Uncertain as our times may be, the 2020-21 academic year will be intellectually vibrant at the IFS. Our foundations will remain in place: wide-ranging courses in history, sociology, politics, anthropology, race studies, gender studies, public humanities, and art history; open-ended discussion, cutting-edge research, a supportive community. Still, our collective life must be rethought in light of the pandemic.

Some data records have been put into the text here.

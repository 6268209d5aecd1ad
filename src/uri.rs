// src/uri.rs
//! Parsing and formatting of `s3://bucket/key` locators.
//!
//! Pure string handling, no I/O. Every other module resolves a URI into an
//! [`S3Uri`] before touching the transport.

use anyhow::Result;

use crate::config::resolve_public_region;
use crate::constants::S3_SCHEME;
use crate::errors::S3UtilError;

/// Resolved bucket/key/filename triple for one storage object.
#[derive(Debug, Clone, PartialEq, Eq)]
pub struct S3Uri {
    pub bucket: String,
    pub key: String,
    /// Last path segment of `key` when the locator has more than one
    /// segment, empty otherwise (a bare-bucket or prefix locator).
    pub filename: String,
}

impl S3Uri {
    /// Format back to the canonical `s3://bucket/key` form.
    /// Round-trips through [`parse_s3_uri`] for any locator without
    /// embedded empty segments.
    pub fn to_uri(&self) -> String {
        if self.key.is_empty() {
            format!("{}{}", S3_SCHEME, self.bucket)
        } else {
            format!("{}{}/{}", S3_SCHEME, self.bucket, self.key)
        }
    }
}

impl std::fmt::Display for S3Uri {
    fn fmt(&self, f: &mut std::fmt::Formatter<'_>) -> std::fmt::Result {
        f.write_str(&self.to_uri())
    }
}

/// Split `s3://bucket/key` into an [`S3Uri`].
///
/// Empty path segments are discarded, so `s3://bucket//key` parses the same
/// as `s3://bucket/key`. Fails with [`S3UtilError::InvalidUri`] when the
/// scheme prefix is missing.
pub fn parse_s3_uri(uri: &str) -> Result<S3Uri> {
    let trimmed = uri
        .strip_prefix(S3_SCHEME)
        .ok_or_else(|| S3UtilError::InvalidUri(uri.to_string()))?;

    let segments: Vec<&str> = trimmed.split('/').filter(|s| !s.is_empty()).collect();
    let bucket = segments
        .first()
        .ok_or_else(|| S3UtilError::InvalidUri(uri.to_string()))?;

    let filename = if segments.len() > 1 {
        segments[segments.len() - 1].to_string()
    } else {
        String::new()
    };

    Ok(S3Uri {
        bucket: bucket.to_string(),
        key: segments[1..].join("/"),
        filename,
    })
}

/// Convert an `s3://` locator into a virtual-hosted HTTPS URL.
///
/// Region resolution: explicit argument, then `AWS_REGION`, then
/// `AWS_DEFAULT_REGION`, then the crate default. No signature is attached.
pub fn s3_to_https(uri: &str, region: Option<&str>) -> Result<String> {
    let parts = parse_s3_uri(uri)?;
    let region = resolve_public_region(region);
    Ok(format!(
        "https://{}.s3.{}.amazonaws.com/{}",
        parts.bucket, region, parts.key
    ))
}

We will do so according to the following principles:
1. Health precautions. NYU will soon share a comprehensive framework ensuring maximum safety for students, staff, and faculty. This will include social distancing, use of masks, and limits on building occupancy. No student will be obliged to be present in person this fall.
2. Intellectual rigor. Students will, as usual, take courses in French and in English; many will include sustained research components. Our visiting professors (historians Craig Lanier Allen and Alexandra Bacopoulos-Viau, political scientist Choukri Hmed, and sociologist Christelle Avril) will introduce students to cutting-edge research from France. We fully expect to hold our summer 2021 session in Paris, with at least four courses, taught by NYU faculty, art historian Charlotte Foucher Zarmanian, and political scientist Silyane Larcher.
3. Critical attention to our present moment. The historical events of 2020 require collective analysis. Our courses on health care, migration and asylum, and Black women, feminism, and French nation-building will provide essential analytical tools. So will two other courses: one on Covid-19 and French society, the other on the politics of disasters.
4. Pedagogical flexibility. Some students will be in New York this fall and others not; some will wish to attend courses in person, others may prefer remote instruction. For this reason, most of our courses will be taught in a hybrid mode, with some students in the classroom and others joining remotely (there may be a rotation). Depending on the sanitary situation and the availability of visas, one or more visiting professors may teach remotely. All faculty will devise open-ended, varied modes of teaching, both synchronous and asynchronous: small cohorts within each course, one-on-one meetings, conversations with outside speakers, and assignments of different lengths and formats. It will be possible for students to take all courses remotely if they so wish.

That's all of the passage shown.